So turning to slide 2 of the deck, we are delighted to be presenting yet another set of record results for the group that have once again exceeded market expectation. They include strong cash generation and deliver continued earnings growth. We, like most, are feeling the headwinds of the macroeconomic and geopolitical events, but as these results have further demonstrated, our model and our strategy is extremely resilient. It should be remembered that in this period, at the turn of last year, the country was facing a fight with the Omicron infection, a significant event and should be remembered in the context of these strong results. I remain immensely proud of my colleagues and the entire workforce of Renew, who are facing these challenges head-on.

We're also delighted to announce the acquisition of Enisca, a water engineering expert, and more of this developed shortly when I talk to the environmental segment within our results. Our order book remains strong, yet conservatively reported and reflecting the confidence in our progress and our prospects, we have increased the final dividend to GBP 0.1133, representing a full year dividend of GBP 0.17. At the bottom right-hand side of this slide, you'll see we've listed our now 11 independently branded subsidiaries. On to slide three, well, you'll see that we've illustrated some representative images of the sectors we operate across, directly delivering a wide range of multidisciplinary services.

Our markets continue to be described across the five sectors of rail, of infrastructure, which includes our telecommunications, highways, and aviation activities, of energy, environmental, and our specialist building activity remains focused on high quality residential, science, and landmark in London and the Southeast. On slide four, we amplify our differentiators. These are the key ingredients to our ongoing success and our resilience. Our chosen markets have regulated long-term committed funding characteristics. The Autumn Statement included a commitment to protecting capital budgets with an emphasis on the role of infrastructure in rebuilding and growing back the economy. Maintenance and renewal services remain non-discretionary, critical on the networks where we operate. Our OpEx-focused activities have a much lower risk profile and inherent inflation protection.

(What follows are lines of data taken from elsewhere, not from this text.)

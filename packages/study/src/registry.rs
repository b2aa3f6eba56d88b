//! Study registry: loads the study definitions embedded at compile time.
//!
//! Each `.toml` file in `packages/study/studies/` is baked into the binary
//! via [`include_str!`]. Adding a study means adding a TOML file and an entry
//! to the list below.

use crate::StudyError;
use crate::definition::{StudyDefinition, parse_study_toml};

/// TOML configs embedded at compile time.
const STUDY_TOMLS: &[(&str, &str)] = &[(
    "lafayette_bridge",
    include_str!("../studies/lafayette_bridge.toml"),
)];

/// Id of the study used when none is selected.
pub const DEFAULT_STUDY_ID: &str = "lafayette_bridge";

/// Total number of embedded studies (used in tests).
#[cfg(test)]
const EXPECTED_STUDY_COUNT: usize = 1;

/// Returns all embedded study definitions.
///
/// # Panics
///
/// Panics if an embedded TOML is malformed. The configs are compiled in, so
/// this is caught by the tests below.
#[must_use]
pub fn all_studies() -> Vec<StudyDefinition> {
    STUDY_TOMLS
        .iter()
        .map(|(name, toml)| {
            parse_study_toml(toml).unwrap_or_else(|e| panic!("Failed to parse {name}.toml: {e}"))
        })
        .collect()
}

/// Returns the embedded study with the given id.
#[must_use]
pub fn find_study(id: &str) -> Option<StudyDefinition> {
    all_studies().into_iter().find(|s| s.id == id)
}

/// Returns the embedded study with the given id, validated.
///
/// # Errors
///
/// * [`StudyError::UnknownStudy`] if no embedded study has that id
/// * any validation error
pub fn embedded_study(id: &str) -> Result<StudyDefinition, StudyError> {
    checked(id, find_study(id))
}

/// Returns the default embedded study, validated.
///
/// # Errors
///
/// * [`StudyError::UnknownStudy`] if the default id is not embedded
/// * any validation error
pub fn default_study() -> Result<StudyDefinition, StudyError> {
    embedded_study(DEFAULT_STUDY_ID)
}

fn checked(id: &str, study: Option<StudyDefinition>) -> Result<StudyDefinition, StudyError> {
    let study = study.ok_or_else(|| StudyError::UnknownStudy(id.to_string()))?;
    study.validate()?;
    Ok(study)
}

#[cfg(test)]
mod tests {
    use bridge_accidents_accident_models::ConstructionState;
    use chrono::NaiveDate;

    use super::*;

    fn date(y: i32, m: u32, d: u32) -> NaiveDate {
        NaiveDate::from_ymd_opt(y, m, d).unwrap()
    }

    #[test]
    fn loads_all_studies() {
        let studies = all_studies();
        assert_eq!(studies.len(), EXPECTED_STUDY_COUNT);
        for study in &studies {
            study.validate().unwrap();
        }
    }

    #[test]
    fn study_ids_are_unique_and_match_file_names() {
        let studies = all_studies();
        let mut ids: Vec<&str> = studies.iter().map(|s| s.id.as_str()).collect();
        for ((name, _), id) in STUDY_TOMLS.iter().zip(&ids) {
            assert_eq!(name, id);
        }
        ids.sort_unstable();
        ids.dedup();
        assert_eq!(ids.len(), EXPECTED_STUDY_COUNT);
    }

    #[test]
    fn lafayette_bridge_constants() {
        let study = default_study().unwrap();
        assert_eq!(study.source.sheets.len(), 2);
        assert_eq!(study.source.layout.severity, 8);

        let corridor = study.corridor().unwrap();
        assert!((corridor.width() - 0.0011).abs() < 1e-9);
        assert!(corridor.is_within(44.9460, -93.0789));
        assert!(!corridor.is_within(44.9460, -93.0700));

        let window = study.window().unwrap();
        assert!(window.is_in_scope(date(2010, 12, 31)));
        assert!(!window.is_in_scope(date(2011, 1, 1)));
        assert!(!window.is_in_scope(date(2016, 4, 1)));
        assert!(window.is_in_scope(date(2016, 4, 2)));
        assert_eq!(study.split_date(), date(2011, 1, 1));

        assert_eq!(study.labels.for_state(ConstructionState::Before), "old bridge");
        assert_eq!(study.labels.for_state(ConstructionState::After), "new bridge");
        assert!(study.map.bounds.is_some());
        assert_eq!(study.animation.window_height, 625);
    }

    #[test]
    fn unknown_id_is_none() {
        assert!(find_study("golden_gate").is_none());
        assert!(matches!(
            embedded_study("golden_gate"),
            Err(StudyError::UnknownStudy(_))
        ));
    }

    #[test]
    fn embedded_lookup_rejects_invalid_definition() {
        let mut study = find_study(DEFAULT_STUDY_ID).unwrap();
        study.construction.split = Some(date(2017, 6, 1));
        match checked(DEFAULT_STUDY_ID, Some(study)) {
            Err(StudyError::Invalid { field, .. }) => assert_eq!(field, "construction.split"),
            other => panic!("expected invalid split, got {other:?}"),
        }
        assert_eq!(embedded_study(DEFAULT_STUDY_ID).unwrap().id, DEFAULT_STUDY_ID);
    }
}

The vast majority of our contractual terms are actual cost recovery based via frameworks, and task sizes are relatively, small, with longevity of execution relatively short, again, providing protection, against, inflationary factors. Our direct resources are deployed in some very complex and challenging environments that have naturally high barriers to new entrants. Now, compounding earnings growth is demonstrable proof of the resilience in our model, even under the acute challenges that I've just mentioned. And finally, we remain both responsive and innovative, constantly seeking out improvements in value and delivery effectiveness.

Sean Wyndham-Quin
CFO, Renew Holdings

Thanks, Paul. Jumping straight to slide six, we've set out our usual chart here, where we set out our financial highlights over the last five years. Pleased to say that all the charts continue to move in the right direction. The one obvious anomaly that jumps out there is the dividend in 2020, where we didn't pay an interim dividend that year as a consequence of the first COVID lockdown. But other than that, all the metrics moving in the right direction, particularly the one we're really focused on, which is the adjusted EPS. Moving on to the income statement. Delighted to say the revenue has increased by 7% to GBP 849 million, and we've seen a 15% increase in our operating profit to GBP 58.8 million.

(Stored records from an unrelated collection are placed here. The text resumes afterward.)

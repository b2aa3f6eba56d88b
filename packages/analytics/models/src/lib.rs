#![cfg_attr(feature = "fail-on-warnings", deny(warnings))]
#![warn(clippy::all, clippy::pedantic, clippy::nursery, clippy::cargo)]
#![allow(clippy::multiple_crate_versions, clippy::cargo_common_metadata)]

//! Aggregate result types for a before/after bridge study.
//!
//! These are plain data produced in a single batch pass by
//! `bridge_accidents_analytics` and consumed by the renderers and the report
//! writer. Field order and collection order are deterministic so a report
//! serialized twice from the same input is byte-identical.

use bridge_accidents_accident_models::{ConstructionState, PeriodLabel, SeverityCode};
use chrono::NaiveDate;
use serde::{Deserialize, Serialize};

/// Count, date range, and daily rate for one construction state.
#[derive(Debug, Clone, PartialEq, Serialize, Deserialize)]
#[serde(rename_all = "camelCase")]
pub struct AggregateRow {
    /// Before or after construction.
    pub state: ConstructionState,
    /// Number of accidents.
    pub count: u64,
    /// Earliest accident date.
    pub min_date: NaiveDate,
    /// Latest accident date.
    pub max_date: NaiveDate,
    /// Days between the earliest and latest accident.
    pub span_days: i64,
    /// Accidents per day over the span.
    pub rate: f64,
}

/// Share of one severity code within a construction state.
#[derive(Debug, Clone, PartialEq, Serialize, Deserialize)]
#[serde(rename_all = "camelCase")]
pub struct SeverityBreakdown {
    /// Before or after construction.
    pub state: ConstructionState,
    /// Severity code.
    pub severity: SeverityCode,
    /// Accidents with this code in this state.
    pub count: u64,
    /// `count` divided by the state's total, in `[0, 1]`.
    pub percent_of_state: f64,
}

/// Accident count for one year-quarter within a construction state.
#[derive(Debug, Clone, PartialEq, Eq, Serialize, Deserialize)]
#[serde(rename_all = "camelCase")]
pub struct QuarterCount {
    /// Before or after construction.
    pub state: ConstructionState,
    /// Year-quarter bucket.
    pub period: PeriodLabel,
    /// Accidents in the bucket.
    pub count: u64,
}

/// Daily accident rates before and after, and their ratio.
#[derive(Debug, Clone, Copy, PartialEq, Serialize, Deserialize)]
#[serde(rename_all = "camelCase")]
pub struct RateComparison {
    /// Accidents per day before construction.
    pub before_rate: f64,
    /// Accidents per day after construction.
    pub after_rate: f64,
    /// `after_rate / before_rate`.
    pub ratio: f64,
}

/// Everything a study run produces, ready for rendering or serialization.
#[derive(Debug, Clone, PartialEq, Serialize, Deserialize)]
#[serde(rename_all = "camelCase")]
pub struct StudyReport {
    /// Identifier of the study configuration.
    pub study_id: String,
    /// Records that passed the corridor and date filters.
    pub record_count: u64,
    /// Per-state totals, Before then After.
    pub rows: Vec<AggregateRow>,
    /// Per-state, per-severity shares.
    pub severities: Vec<SeverityBreakdown>,
    /// Per-state, per-quarter counts for the bar chart.
    pub quarters: Vec<QuarterCount>,
    /// Before/after rate comparison.
    pub comparison: RateComparison,
}

impl StudyReport {
    /// Returns the aggregate row for `state`, if present.
    #[must_use]
    pub fn row(&self, state: ConstructionState) -> Option<&AggregateRow> {
        self.rows.iter().find(|r| r.state == state)
    }
}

This increase in operating profit has been part driven by the improvement in our operating margin to 6.9%, up from 6.5% in the previous year, and that's really driven by the mix of work that we're working on, the mix of projects that we've got, and the maturity of the control cycle. So when we're in the peak point of the rail control cycle, we're able to deliver more operational efficiencies, which drive margin improvements. Also pleased to say that our EPS has increased by 18% in the year to GBP 0.595, although I would add that this is at 19% corporation tax rate.

While I would expect to see continued improvement in our profit after tax over the next coming years, with the corporation tax increasing to 22% for us and then 25% for us in FY 2024, that will clearly weigh heavily on the EPS growth. Over on slide eight, we've set out our ROCE and ROIC calculations. I think the key thing to draw out of this slide is that this really demonstrates the capital light model that we have. We're able to consistently generate a high return over a number of years. You can see it does dip very slightly in certain periods, and that's really driven by acquisitions. It then picks back up again once those acquisitions are bedded in.

We've amortized some of the other intangibles and paid down some of the debt. But going forward, you know, this sort of level, high twenties, we see no reason why we're able to deliver this, this kind of return consistently going forward. Jumping onto the balance sheet, I'm pleased to say that we had a pre-IFRS 16 net cash of GBP 22.2 million. So that's compared to a net debt position at the end of the last year of GBP 13.7 million, and on an IFRS 16 basis, that was GBP 5.7 million of cash versus net debt of GBP 29.3 million at the end of last year. Also pleased to say that we've now fully repaid the term loan that we took out in 2018.

This was a GBP 35 million, four-year term loan that we took out in 2018 to part-fund the acquisition of QTS. We made the last installment on that in March. During the year, we announced earlier in April, and talked about it in our interims, that we completed the buy-in of all of the remaining liabilities of the Amco pension scheme. That's alongside what we did in November 2020 with the Lovell scheme. I'm delighted that we've further de-risked the balance sheet by completing the buy-in of both of our pension schemes. And what we'd look to do over time now is hopefully move to a position of buyout so in the coming years. We've continued to maintain our provision against our discontinued historic liabilities in Allenbuild.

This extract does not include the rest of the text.